→ **YOUR GOAL**: Every line of the material below that holds the string "RepositoryError" should be copied.
-*-
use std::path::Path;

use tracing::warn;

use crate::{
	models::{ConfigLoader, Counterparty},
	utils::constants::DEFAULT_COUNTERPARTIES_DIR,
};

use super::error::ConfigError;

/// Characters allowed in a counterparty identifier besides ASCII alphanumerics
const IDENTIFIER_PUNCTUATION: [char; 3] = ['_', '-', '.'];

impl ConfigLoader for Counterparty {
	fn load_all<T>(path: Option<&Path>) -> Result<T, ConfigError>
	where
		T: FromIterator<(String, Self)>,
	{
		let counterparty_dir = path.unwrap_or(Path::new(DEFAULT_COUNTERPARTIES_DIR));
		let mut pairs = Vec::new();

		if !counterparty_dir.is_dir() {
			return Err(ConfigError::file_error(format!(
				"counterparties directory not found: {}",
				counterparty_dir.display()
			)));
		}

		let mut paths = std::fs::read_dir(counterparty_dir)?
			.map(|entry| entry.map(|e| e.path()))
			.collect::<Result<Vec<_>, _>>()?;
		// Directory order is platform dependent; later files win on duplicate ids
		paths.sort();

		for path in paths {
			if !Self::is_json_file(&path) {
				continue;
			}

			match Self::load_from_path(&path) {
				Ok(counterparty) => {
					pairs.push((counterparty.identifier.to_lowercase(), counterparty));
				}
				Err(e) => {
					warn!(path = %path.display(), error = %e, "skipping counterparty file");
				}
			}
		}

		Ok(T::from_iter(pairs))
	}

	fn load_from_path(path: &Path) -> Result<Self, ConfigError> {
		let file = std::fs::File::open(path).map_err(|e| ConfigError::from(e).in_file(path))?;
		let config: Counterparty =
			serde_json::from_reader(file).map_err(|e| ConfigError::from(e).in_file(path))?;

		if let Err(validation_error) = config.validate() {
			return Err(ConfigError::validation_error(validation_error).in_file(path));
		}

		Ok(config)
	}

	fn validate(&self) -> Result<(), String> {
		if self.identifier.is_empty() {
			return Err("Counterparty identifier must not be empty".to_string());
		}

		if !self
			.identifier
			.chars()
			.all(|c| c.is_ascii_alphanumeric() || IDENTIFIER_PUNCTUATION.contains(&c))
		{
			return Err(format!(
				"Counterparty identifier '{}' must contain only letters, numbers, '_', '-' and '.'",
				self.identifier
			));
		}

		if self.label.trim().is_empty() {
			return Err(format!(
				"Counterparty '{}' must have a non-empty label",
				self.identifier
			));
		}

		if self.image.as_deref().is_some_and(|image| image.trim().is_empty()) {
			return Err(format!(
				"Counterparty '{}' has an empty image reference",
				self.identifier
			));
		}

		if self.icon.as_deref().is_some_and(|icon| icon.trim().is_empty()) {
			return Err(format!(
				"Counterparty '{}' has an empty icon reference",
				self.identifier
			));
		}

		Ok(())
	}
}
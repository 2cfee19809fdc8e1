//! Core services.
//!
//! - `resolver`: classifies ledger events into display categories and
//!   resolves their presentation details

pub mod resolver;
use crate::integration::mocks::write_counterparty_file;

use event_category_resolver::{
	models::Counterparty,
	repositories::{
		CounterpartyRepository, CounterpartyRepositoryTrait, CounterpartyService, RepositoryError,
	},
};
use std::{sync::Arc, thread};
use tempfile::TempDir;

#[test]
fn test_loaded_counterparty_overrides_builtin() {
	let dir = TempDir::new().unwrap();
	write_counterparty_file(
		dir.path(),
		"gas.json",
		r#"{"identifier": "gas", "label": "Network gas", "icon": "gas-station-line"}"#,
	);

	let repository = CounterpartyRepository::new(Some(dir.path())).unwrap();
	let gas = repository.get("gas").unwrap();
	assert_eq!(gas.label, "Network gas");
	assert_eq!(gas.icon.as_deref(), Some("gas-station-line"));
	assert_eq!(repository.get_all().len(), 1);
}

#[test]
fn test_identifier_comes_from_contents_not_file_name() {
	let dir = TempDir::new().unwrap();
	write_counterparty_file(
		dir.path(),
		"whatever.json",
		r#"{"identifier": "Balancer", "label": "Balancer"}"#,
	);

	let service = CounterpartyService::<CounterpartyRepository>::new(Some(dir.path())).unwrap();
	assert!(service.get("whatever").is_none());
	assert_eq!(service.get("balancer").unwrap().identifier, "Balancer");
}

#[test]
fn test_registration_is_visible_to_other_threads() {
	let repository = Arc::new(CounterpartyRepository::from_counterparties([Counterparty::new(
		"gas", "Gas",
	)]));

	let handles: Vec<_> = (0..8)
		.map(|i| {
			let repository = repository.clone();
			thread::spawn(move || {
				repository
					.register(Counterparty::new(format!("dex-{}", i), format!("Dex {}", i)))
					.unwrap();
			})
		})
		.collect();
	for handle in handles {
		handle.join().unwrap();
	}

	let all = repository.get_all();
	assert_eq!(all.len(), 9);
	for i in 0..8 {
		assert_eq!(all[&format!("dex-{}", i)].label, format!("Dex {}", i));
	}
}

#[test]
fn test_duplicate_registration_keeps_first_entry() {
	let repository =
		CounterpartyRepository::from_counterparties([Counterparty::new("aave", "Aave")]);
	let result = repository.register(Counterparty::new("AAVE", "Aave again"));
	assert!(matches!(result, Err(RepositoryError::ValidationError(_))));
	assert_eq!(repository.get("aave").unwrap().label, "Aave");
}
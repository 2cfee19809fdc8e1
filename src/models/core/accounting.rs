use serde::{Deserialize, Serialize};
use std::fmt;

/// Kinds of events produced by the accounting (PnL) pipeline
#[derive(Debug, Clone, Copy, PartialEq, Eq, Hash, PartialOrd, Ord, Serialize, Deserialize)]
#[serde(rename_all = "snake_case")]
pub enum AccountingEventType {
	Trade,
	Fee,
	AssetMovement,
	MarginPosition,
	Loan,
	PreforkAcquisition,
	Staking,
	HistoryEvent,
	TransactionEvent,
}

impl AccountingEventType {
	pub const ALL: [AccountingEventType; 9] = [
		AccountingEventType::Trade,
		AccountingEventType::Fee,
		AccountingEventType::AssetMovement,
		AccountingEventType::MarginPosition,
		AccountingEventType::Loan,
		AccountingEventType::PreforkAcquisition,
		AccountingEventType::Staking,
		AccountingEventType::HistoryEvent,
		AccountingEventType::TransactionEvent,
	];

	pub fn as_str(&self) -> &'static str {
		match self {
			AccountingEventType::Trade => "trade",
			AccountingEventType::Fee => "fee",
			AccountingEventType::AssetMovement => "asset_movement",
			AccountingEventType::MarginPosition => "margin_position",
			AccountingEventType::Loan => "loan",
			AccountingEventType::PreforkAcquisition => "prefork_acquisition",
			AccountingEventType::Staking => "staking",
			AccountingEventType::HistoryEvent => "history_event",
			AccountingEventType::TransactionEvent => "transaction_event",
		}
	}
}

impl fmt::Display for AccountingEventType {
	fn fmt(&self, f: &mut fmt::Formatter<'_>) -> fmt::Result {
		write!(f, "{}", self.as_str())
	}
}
-*-
→ **TASK SOLUTION**:
		CounterpartyRepository, CounterpartyRepositoryTrait, CounterpartyService, RepositoryError,
	assert!(matches!(result, Err(RepositoryError::ValidationError(_))));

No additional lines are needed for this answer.